# New Lytro Review



## kjay27 (Jul 30, 2014)

Wall Street Journal has a new review on the latest Lytro camera, the Illum: 

http://online.wsj.com/articles/review-lytro-illum-camera-focuses-on-everything-1406735646?mod=WSJ_hpp_MIDDLENexttoWhatsNewsTop

So they've gone from a $300 toy to a $1600 real camera, of sorts. It does sound interesting, though. It's ability to provide refocusing in post is obvious, but the ability to provide a means to display a photo interactively, kind of like a hybrid still/movie camera could be a way to its future --but not for $1600, at least for me.


----------



## lo lite (Jul 30, 2014)

Those light field cameras are just another means of postponing photographic decisions to the office desk. In former times you had to get it all right at the moment of the shot, now we can, thanks to raw imaging correct the exposure later, thanks to cameras like the 1DC choose the right moment later (when recording video, Canon did promote this with the term "micro expressions" google for "micro expressions canon"), now Lytro offers postponing the focusing …
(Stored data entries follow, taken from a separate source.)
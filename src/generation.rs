use crate::config::SynthConfig;
use crate::dedup;
use crate::detection::DetectionResponse;
use crate::extract::{self, CandidateIds};
use crate::placement;
use crate::reachability::{self, RepairReport};
use crate::scene::{self, Scene};
use log::debug;
use serde::Serialize;

#[derive(Serialize, Clone, Debug, PartialEq)]
pub struct SynthesisReport {
    pub candidates_extracted: usize,
    pub duplicates_dropped: usize,
    pub obstacles: usize,
    pub collectibles: usize,
    pub repair: RepairReport,
}

/// A scene plus how it was built. The report never goes into the scene document.
#[derive(Serialize, Clone, Debug, PartialEq)]
pub struct Synthesis {
    pub scene: Scene,
    pub report: SynthesisReport,
}

/// Turn one perception response into a playable level. Pure and total:
/// identical input and config always give identical output.
pub fn synthesize(input: &DetectionResponse, config: &SynthConfig) -> Synthesis {
    let mut ids = CandidateIds::new();

    let extraction = extract::extract(&input.detections, &mut ids, config);
    let candidates_extracted = extraction.platforms.len();
    let mut platforms = extraction.platforms;
    extract::add_ground(&mut platforms, &mut ids, config);

    let duplicates_dropped = dedup::dedupe(&mut platforms, config);
    debug!(
        "{} detection(s): {} platform candidate(s), {} duplicate(s) dropped, {} obstacle(s), {} collectible(s)",
        input.detections.len(),
        candidates_extracted,
        duplicates_dropped,
        extraction.obstacles.len(),
        extraction.collectibles.len()
    );

    let repair = reachability::repair(&mut platforms, &mut ids, config);
    let placement = placement::place_entities(&platforms, config);
    let scene = scene::assemble(
        input.image.clone(),
        &platforms,
        &extraction.obstacles,
        &extraction.collectibles,
        placement,
        config,
    );

    Synthesis {
        report: SynthesisReport {
            candidates_extracted,
            duplicates_dropped,
            obstacles: extraction.obstacles.len(),
            collectibles: extraction.collectibles.len(),
            repair,
        },
        scene,
    }
}

/// Scene only, for callers that do not care about diagnostics.
pub fn build_scene(input: &DetectionResponse, config: &SynthConfig) -> Scene {
    synthesize(input, config).scene
}
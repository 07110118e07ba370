use super::*;
use levelsynth::constraints::{ValidateRequest, ValidateResult};
use levelsynth::{DetectionResponse, Synthesis};

pub(super) async fn generate_level(
    State(state): State<AppState>,
    Json(req): Json<DetectionResponse>,
) -> Json<ApiResponse<Synthesis>> {
    let result = levelsynth::synthesize(&req, &state.config);
    let repair = &result.report.repair;
    log::info!(
        "[levelsynth API] generated level: {} detection(s) -> {} object(s), {} bridge(s), converged={}",
        req.detections.len(),
        result.scene.objects.len(),
        repair.inserted,
        repair.converged
    );
    Json(ApiResponse::success(result))
}

pub(super) async fn validate_scene(
    State(state): State<AppState>,
    Json(req): Json<ValidateRequest>,
) -> Json<ApiResponse<ValidateResult>> {
    let result = levelsynth::constraints::validate(&req.scene, &state.config, &req.constraints);
    Json(ApiResponse::success(result))
}

#[cfg(test)]
mod tests {
    use super::*;
    use axum::body::Body;
    use axum::http::Request as HttpRequest;
    use tower::util::ServiceExt;

    fn app() -> Router {
        let security = ApiSecurity {
            required_token: None,
            rate_limit_per_sec: 1000,
            buckets: Arc::new(Mutex::new(HashMap::new())),
        };
        build_router(AppState::new(SynthConfig::default()), security)
    }

    async fn body_json(res: axum::response::Response) -> serde_json::Value {
        let bytes = axum::body::to_bytes(res.into_body(), usize::MAX)
            .await
            .expect("body");
        serde_json::from_slice(&bytes).expect("json")
    }

    fn post_json(uri: &str, body: serde_json::Value) -> HttpRequest<Body> {
        HttpRequest::builder()
            .method("POST")
            .uri(uri)
            .header("content-type", "application/json")
            .body(Body::from(body.to_string()))
            .expect("request")
    }

    #[tokio::test]
    async fn generate_returns_scene_and_report() {
        let payload = serde_json::json!({
            "image": { "w": 640, "h": 480 },
            "detections": [
                { "label": "sofa", "category": "furniture", "confidence": 0.9,
                  "bounds_normalized": { "x": 0.1, "y": 0.2, "w": 0.5, "h": 0.3 } },
                { "label": "apple", "category": "food", "confidence": 0.8,
                  "bounds_normalized": { "x": 0.6, "y": 0.6, "w": 0.05, "h": 0.05 } }
            ]
        });
        let res = app().oneshot(post_json("/generate", payload)).await.expect("response");
        assert_eq!(res.status(), StatusCode::OK);
        let json = body_json(res).await;
        assert_eq!(json["ok"], true);
        let scene = &json["data"]["scene"];
        assert_eq!(scene["version"], 1);
        assert_eq!(scene["image"]["w"], 640);
        assert!(scene["image"]["h"].is_u64());
        assert!(scene["rules"].as_array().expect("rules").is_empty());
        assert!(scene["spawns"]["pickups"].as_array().expect("pickups").len() >= 2);
        assert_eq!(json["data"]["report"]["repair"]["converged"], true);
        let objects = scene["objects"].as_array().expect("objects");
        assert!(objects
            .iter()
            .any(|o| o["type"] == "collectible" && o["label"] == "apple"));
    }

    #[tokio::test]
    async fn generate_rejects_malformed_body() {
        let payload = serde_json::json!({ "image": { "w": 640 } });
        let res = app().oneshot(post_json("/generate", payload)).await.expect("response");
        assert!(res.status().is_client_error());
    }

    #[tokio::test]
    async fn validate_round_trips_generated_scene() {
        let cfg = SynthConfig::default();
        let scene = levelsynth::build_scene(
            &DetectionResponse {
                image: levelsynth::ImageSize::new(100, 100),
                detections: vec![],
            },
            &cfg,
        );
        let payload = serde_json::json!({ "scene": scene });
        let res = app().oneshot(post_json("/validate", payload)).await.expect("response");
        assert_eq!(res.status(), StatusCode::OK);
        let json = body_json(res).await;
        assert_eq!(json["data"]["valid"], true);
    }

    #[tokio::test]
    async fn config_and_health_endpoints() {
        let res = app()
            .oneshot(
                HttpRequest::builder()
                    .uri("/config")
                    .body(Body::empty())
                    .expect("request"),
            )
            .await
            .expect("response");
        let json = body_json(res).await;
        assert_eq!(json["data"]["max_platforms"], 12);

        let res = app()
            .oneshot(
                HttpRequest::builder()
                    .uri("/health")
                    .body(Body::empty())
                    .expect("request"),
            )
            .await
            .expect("response");
        assert_eq!(res.status(), StatusCode::OK);
    }
}
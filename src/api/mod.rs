mod router;
mod routes_core;
mod routes_generation;
mod security;
mod state;
pub mod types;

use axum::{
    extract::Request,
    extract::State,
    http::StatusCode,
    middleware::{self, Next},
    response::IntoResponse,
    routing::{get, post},
    Json, Router,
};
use std::collections::HashMap;
use std::sync::{Arc, Mutex};

use levelsynth::SynthConfig;
pub(crate) use router::build_router;
use routes_core::*;
use routes_generation::*;
pub(crate) use security::ApiSecurity;
use security::*;
pub(crate) use state::AppState;
use types::*;

pub(crate) const DEFAULT_ADDR: &str = "127.0.0.1:3000";

pub(crate) fn addr_from_env() -> String {
    std::env::var("LEVELSYNTH_ADDR")
        .ok()
        .map(|v| v.trim().to_string())
        .filter(|v| !v.is_empty())
        .unwrap_or_else(|| DEFAULT_ADDR.to_string())
}

/// Bind and serve until the process is stopped.
pub(crate) async fn serve(config: SynthConfig, security: ApiSecurity, addr: &str) -> std::io::Result<()> {
    let state = AppState::new(config);
    let app = build_router(state, security);

    let listener = tokio::net::TcpListener::bind(addr).await?;
    log::info!("[levelsynth API] Listening on http://{}", addr);

    axum::serve(listener, app).await
}
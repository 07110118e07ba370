//! Detection classification: platforms, obstacles, collectibles.

use crate::config::SynthConfig;
use crate::detection::{finite_or_zero, Bounds, Category, Detection};
use serde::Serialize;

const PLATFORM_X_RANGE: (f32, f32) = (0.0, 0.95);
const PLATFORM_Y_RANGE: (f32, f32) = (0.05, 0.90);
const PLATFORM_W_RANGE: (f32, f32) = (0.05, 0.90);

/// Identity of a candidate for the lifetime of one build.
/// Geometry is not unique, so entity placement correlates through this.
#[derive(Clone, Copy, Debug, PartialEq, Eq, Hash, PartialOrd, Ord, Serialize)]
pub struct CandidateId(pub u32);

/// Hands out `CandidateId`s. One per build, never shared.
#[derive(Debug, Default)]
pub struct CandidateIds {
    next: u32,
}

impl CandidateIds {
    pub fn new() -> Self {
        Self::default()
    }

    pub fn next_id(&mut self) -> CandidateId {
        let id = CandidateId(self.next);
        self.next += 1;
        id
    }
}

#[derive(Clone, Copy, Debug, PartialEq, Eq, Serialize)]
#[serde(rename_all = "snake_case")]
pub enum PlatformKind {
    Detected,
    Ground,
    Bridge,
}

#[derive(Clone, Debug, PartialEq, Serialize)]
pub struct PlatformCandidate {
    pub id: CandidateId,
    pub label: String,
    pub category: Option<Category>,
    pub confidence: f32,
    pub bounds: Bounds,
    pub kind: PlatformKind,
    pub enemy_anchor: bool,
}

impl PlatformCandidate {
    pub fn is_ground(&self) -> bool {
        self.kind == PlatformKind::Ground
    }

    /// Bridges and stepping-stones alike.
    pub fn is_bridge(&self) -> bool {
        self.kind == PlatformKind::Bridge
    }

    pub fn is_detected(&self) -> bool {
        self.kind == PlatformKind::Detected
    }

    pub fn ground(ids: &mut CandidateIds, config: &SynthConfig) -> Self {
        Self {
            id: ids.next_id(),
            label: "ground".to_string(),
            category: None,
            confidence: 1.0,
            bounds: Bounds::new(0.0, config.ground_y, 1.0, config.platform_thickness),
            kind: PlatformKind::Ground,
            enemy_anchor: false,
        }
    }

    pub fn bridge(ids: &mut CandidateIds, label: &str, bounds: Bounds) -> Self {
        Self {
            id: ids.next_id(),
            label: label.to_string(),
            category: None,
            confidence: 1.0,
            bounds,
            kind: PlatformKind::Bridge,
            enemy_anchor: false,
        }
    }
}

/// A detection that is not walkable: an obstacle or a collectible.
#[derive(Clone, Debug, PartialEq, Serialize)]
pub struct Prop {
    pub label: String,
    pub category: Category,
    pub confidence: f32,
    pub bounds: Bounds,
}

impl Prop {
    fn from_detection(det: &Detection) -> Self {
        Self {
            label: det.label.clone(),
            category: det.category,
            confidence: clamp_confidence(det.confidence),
            bounds: det.bounds.clamped_to_unit(),
        }
    }
}

#[derive(Clone, Debug, Default)]
pub struct Extraction {
    pub platforms: Vec<PlatformCandidate>,
    pub obstacles: Vec<Prop>,
    pub collectibles: Vec<Prop>,
}

fn clamp_confidence(c: f32) -> f32 {
    finite_or_zero(c).clamp(0.0, 1.0)
}

/// Thin walkable slab along the top edge of the detection.
pub fn surface_from(bounds: &Bounds, config: &SynthConfig) -> Bounds {
    Bounds {
        x: finite_or_zero(bounds.x).clamp(PLATFORM_X_RANGE.0, PLATFORM_X_RANGE.1),
        y: finite_or_zero(bounds.y).clamp(PLATFORM_Y_RANGE.0, PLATFORM_Y_RANGE.1),
        w: finite_or_zero(bounds.w).clamp(PLATFORM_W_RANGE.0, PLATFORM_W_RANGE.1),
        h: config.platform_thickness,
    }
}

pub fn extract(
    detections: &[Detection],
    ids: &mut CandidateIds,
    config: &SynthConfig,
) -> Extraction {
    let mut out = Extraction::default();

    for det in detections {
        if det.category == Category::Food {
            out.collectibles.push(Prop::from_detection(det));
            continue;
        }

        // Width is judged on the clamped slab, the same geometry used downstream.
        let surface = surface_from(&det.bounds, config);
        if surface.w < config.min_platform_width {
            out.obstacles.push(Prop::from_detection(det));
            continue;
        }

        out.platforms.push(PlatformCandidate {
            id: ids.next_id(),
            label: det.label.clone(),
            category: Some(det.category),
            confidence: clamp_confidence(det.confidence),
            bounds: surface,
            kind: PlatformKind::Detected,
            enemy_anchor: det.category.is_enemy_anchor(),
        });
    }

    out
}

/// Append the full-width ground slab. Always reachable, never hosts enemies.
pub fn add_ground(platforms: &mut Vec<PlatformCandidate>, ids: &mut CandidateIds, config: &SynthConfig) {
    platforms.push(PlatformCandidate::ground(ids, config));
}
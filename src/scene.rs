//! Versioned scene document and its assembly.

use crate::config::SynthConfig;
use crate::detection::{Bounds, Category, ImageSize};
use crate::extract::{CandidateId, PlatformCandidate, PlatformKind, Prop};
use crate::placement::Placement;
use serde::{Deserialize, Serialize};
use std::collections::{BTreeMap, HashSet};

pub const SCENE_VERSION: u32 = 1;

#[derive(Clone, Copy, Debug, PartialEq, Eq, Serialize, Deserialize)]
#[serde(rename_all = "snake_case")]
pub enum SurfaceType {
    Ground,
    Bridge,
    Solid,
}

#[derive(Clone, Debug, PartialEq, Serialize, Deserialize)]
#[serde(tag = "type", rename_all = "snake_case")]
pub enum SceneObject {
    Platform {
        id: String,
        label: String,
        confidence: f32,
        bounds: Bounds,
        #[serde(default, skip_serializing_if = "Option::is_none")]
        surface_type: Option<SurfaceType>,
        #[serde(default, skip_serializing_if = "Option::is_none")]
        enemy_spawn_anchor: Option<bool>,
    },
    Obstacle {
        id: String,
        label: String,
        confidence: f32,
        bounds: Bounds,
        #[serde(default, skip_serializing_if = "Option::is_none")]
        category: Option<Category>,
    },
    Collectible {
        id: String,
        label: String,
        confidence: f32,
        bounds: Bounds,
        #[serde(default, skip_serializing_if = "Option::is_none")]
        category: Option<Category>,
    },
    /// Reserved for the renderer; this core never emits hazards.
    Hazard {
        id: String,
        label: String,
        confidence: f32,
        bounds: Bounds,
        #[serde(default, skip_serializing_if = "Option::is_none")]
        category: Option<Category>,
    },
}

impl SceneObject {
    pub fn id(&self) -> &str {
        match self {
            SceneObject::Platform { id, .. }
            | SceneObject::Obstacle { id, .. }
            | SceneObject::Collectible { id, .. }
            | SceneObject::Hazard { id, .. } => id,
        }
    }

    pub fn bounds(&self) -> &Bounds {
        match self {
            SceneObject::Platform { bounds, .. }
            | SceneObject::Obstacle { bounds, .. }
            | SceneObject::Collectible { bounds, .. }
            | SceneObject::Hazard { bounds, .. } => bounds,
        }
    }

    pub fn label(&self) -> &str {
        match self {
            SceneObject::Platform { label, .. }
            | SceneObject::Obstacle { label, .. }
            | SceneObject::Collectible { label, .. }
            | SceneObject::Hazard { label, .. } => label,
        }
    }

    pub fn is_platform(&self) -> bool {
        matches!(self, SceneObject::Platform { .. })
    }
}

#[derive(Clone, Copy, Debug, PartialEq, Serialize, Deserialize)]
pub struct SpawnPoint {
    pub x: f32,
    pub y: f32,
}

#[derive(Clone, Copy, Debug, PartialEq, Eq, Serialize, Deserialize)]
#[serde(rename_all = "snake_case")]
pub enum EnemyKind {
    Walker,
}

#[derive(Clone, Copy, Debug, PartialEq, Eq, Serialize, Deserialize)]
#[serde(rename_all = "snake_case")]
pub enum PickupKind {
    Health,
    Coin,
}

#[derive(Clone, Copy, Debug, PartialEq, Serialize, Deserialize)]
pub struct EnemySpawn {
    pub x: f32,
    pub y: f32,
    #[serde(rename = "type")]
    pub kind: EnemyKind,
}

#[derive(Clone, Copy, Debug, PartialEq, Serialize, Deserialize)]
pub struct PickupSpawn {
    pub x: f32,
    pub y: f32,
    #[serde(rename = "type")]
    pub kind: PickupKind,
}

#[derive(Clone, Debug, PartialEq, Serialize, Deserialize)]
pub struct Spawns {
    pub player: SpawnPoint,
    pub exit: SpawnPoint,
    pub enemies: Vec<EnemySpawn>,
    pub pickups: Vec<PickupSpawn>,
}

#[derive(Clone, Debug, PartialEq, Serialize, Deserialize)]
pub struct Scene {
    pub version: u32,
    pub image: ImageSize,
    pub objects: Vec<SceneObject>,
    pub spawns: Spawns,
    /// Reserved; always empty.
    pub rules: Vec<serde_json::Value>,
}

impl Scene {
    pub fn platforms(&self) -> impl Iterator<Item = &SceneObject> {
        self.objects.iter().filter(|o| o.is_platform())
    }
}

/// Per-build id counters, one per prefix. `plat_1`, `plat_2`, `bridge_1`...
#[derive(Debug, Default)]
pub struct IdAllocator {
    counters: BTreeMap<&'static str, u32>,
}

impl IdAllocator {
    pub fn new() -> Self {
        Self::default()
    }

    pub fn next_id(&mut self, prefix: &'static str) -> String {
        let n = self.counters.entry(prefix).or_insert(0);
        *n += 1;
        format!("{prefix}_{n}")
    }
}

fn platform_object(
    ids: &mut IdAllocator,
    p: &PlatformCandidate,
    enemy_platforms: &HashSet<CandidateId>,
) -> SceneObject {
    let (prefix, surface) = match p.kind {
        PlatformKind::Ground => ("ground", SurfaceType::Ground),
        PlatformKind::Bridge => ("bridge", SurfaceType::Bridge),
        PlatformKind::Detected => ("plat", SurfaceType::Solid),
    };
    SceneObject::Platform {
        id: ids.next_id(prefix),
        label: p.label.clone(),
        confidence: p.confidence,
        bounds: p.bounds,
        surface_type: Some(surface),
        enemy_spawn_anchor: enemy_platforms.contains(&p.id).then_some(true),
    }
}

/// Compose the final scene: platforms, then obstacles, then collectibles.
pub fn assemble(
    image: ImageSize,
    platforms: &[PlatformCandidate],
    obstacles: &[Prop],
    collectibles: &[Prop],
    placement: Placement,
    config: &SynthConfig,
) -> Scene {
    let mut ids = IdAllocator::new();
    let enemy_platforms: HashSet<_> = placement.enemy_platforms.iter().copied().collect();

    let mut objects = Vec::with_capacity(
        platforms.len()
            + obstacles.len().min(config.max_obstacles)
            + collectibles.len().min(config.max_collectibles),
    );

    for p in platforms {
        objects.push(platform_object(&mut ids, p, &enemy_platforms));
    }
    for o in obstacles.iter().take(config.max_obstacles) {
        objects.push(SceneObject::Obstacle {
            id: ids.next_id("obstacle"),
            label: o.label.clone(),
            confidence: o.confidence,
            bounds: o.bounds,
            category: Some(o.category),
        });
    }
    for c in collectibles.iter().take(config.max_collectibles) {
        objects.push(SceneObject::Collectible {
            id: ids.next_id("collectible"),
            label: c.label.clone(),
            confidence: c.confidence,
            bounds: c.bounds,
            category: Some(c.category),
        });
    }

    Scene {
        version: SCENE_VERSION,
        image,
        objects,
        spawns: placement.spawns,
        rules: Vec::new(),
    }
}

#[cfg(test)]
mod tests {
    use super::*;

    #[test]
    fn id_counters_are_per_prefix() {
        let mut ids = IdAllocator::new();
        assert_eq!(ids.next_id("plat"), "plat_1");
        assert_eq!(ids.next_id("bridge"), "bridge_1");
        assert_eq!(ids.next_id("plat"), "plat_2");
        assert_eq!(ids.next_id("ground"), "ground_1");
    }

    #[test]
    fn allocators_do_not_share_state() {
        let mut a = IdAllocator::new();
        let mut b = IdAllocator::new();
        a.next_id("plat");
        a.next_id("plat");
        assert_eq!(b.next_id("plat"), "plat_1");
    }

    #[test]
    fn scene_object_serializes_tagged() {
        let obj = SceneObject::Platform {
            id: "plat_1".to_string(),
            label: "table".to_string(),
            confidence: 0.5,
            bounds: Bounds::new(0.1, 0.5, 0.3, 0.03),
            surface_type: Some(SurfaceType::Solid),
            enemy_spawn_anchor: None,
        };
        let v = serde_json::to_value(&obj).expect("serialize");
        assert_eq!(v["type"], "platform");
        assert_eq!(v["surface_type"], "solid");
        assert!(v.get("enemy_spawn_anchor").is_none());
    }

    #[test]
    fn spawn_type_tags() {
        let e = EnemySpawn {
            x: 0.5,
            y: 0.5,
            kind: EnemyKind::Walker,
        };
        let p = PickupSpawn {
            x: 0.5,
            y: 0.5,
            kind: PickupKind::Health,
        };
        assert_eq!(serde_json::to_value(e).expect("enemy")["type"], "walker");
        assert_eq!(serde_json::to_value(p).expect("pickup")["type"], "health");
    }

    #[test]
    fn scene_json_roundtrip_preserves_shape() {
        let scene = Scene {
            version: SCENE_VERSION,
            image: ImageSize::new(640, 480),
            objects: vec![SceneObject::Collectible {
                id: "collectible_1".to_string(),
                label: "apple".to_string(),
                confidence: 0.9,
                bounds: Bounds::new(0.4, 0.4, 0.1, 0.1),
                category: Some(Category::Food),
            }],
            spawns: Spawns {
                player: SpawnPoint { x: 0.08, y: 0.86 },
                exit: SpawnPoint { x: 0.95, y: 0.86 },
                enemies: vec![],
                pickups: vec![],
            },
            rules: vec![],
        };
        let json = serde_json::to_string(&scene).expect("serialize");
        let back: Scene = serde_json::from_str(&json).expect("deserialize");
        assert_eq!(back, scene);
        assert!(json.contains("\"rules\":[]"));
    }
}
Call me old fashioned, I don't like all this. Off course I also make mistakes and I am happy when I am able to correct them to some extend later on but usually I prefer to choose the right moment, the right framing, the right focus point, the right exposure and the right field of depth at the moment I take the shot.

Imagine a future where an omnidirectional viewing light field detector is mounted onto a stick which one just holds into the air during an event. This detector would then just capture everything around it in a form of a three dimensional scene movie. Later then, at the office you would sit down and have your real photo session: choosing the right moments, do the framing, setting the focus points and so on. Would that be better in any way or just a duplication of what we're already doing nowadays, only time shifted?


----------



## slclick (Jul 30, 2014)

lo lite said:


> Those light field cameras are just another means of postponing photographic decisions to the office desk. In former times you had to get it all right at the moment of the shot, now we can, thanks to raw imaging correct the exposure later, thanks to cameras like the 1DC choose the right moment later (when recording video, Canon did promote this with the term "micro expressions" google for "micro expressions canon"), now Lytro offers postponing the focusing …
> 
> Call me old fashioned, I don't like all this. Off course I also make mistakes and I am happy when I am able to correct them to some extend later on but usually I prefer to choose the right moment, the right framing, the right focus point, the right exposure and the right field of depth at the moment I take the shot.
> 
> Imagine a future where an omnidirectional viewing light field detector is mounted onto a stick which one just holds into the air during an event. This detector would then just capture everything around it in a form of a three dimensional scene movie. Later then, at the office you would sit down and have your real photo session: choosing the right moments, do the framing, setting the focus points and so on. Would that be better in any way or just a duplication of what we're already doing nowadays, only time shifted?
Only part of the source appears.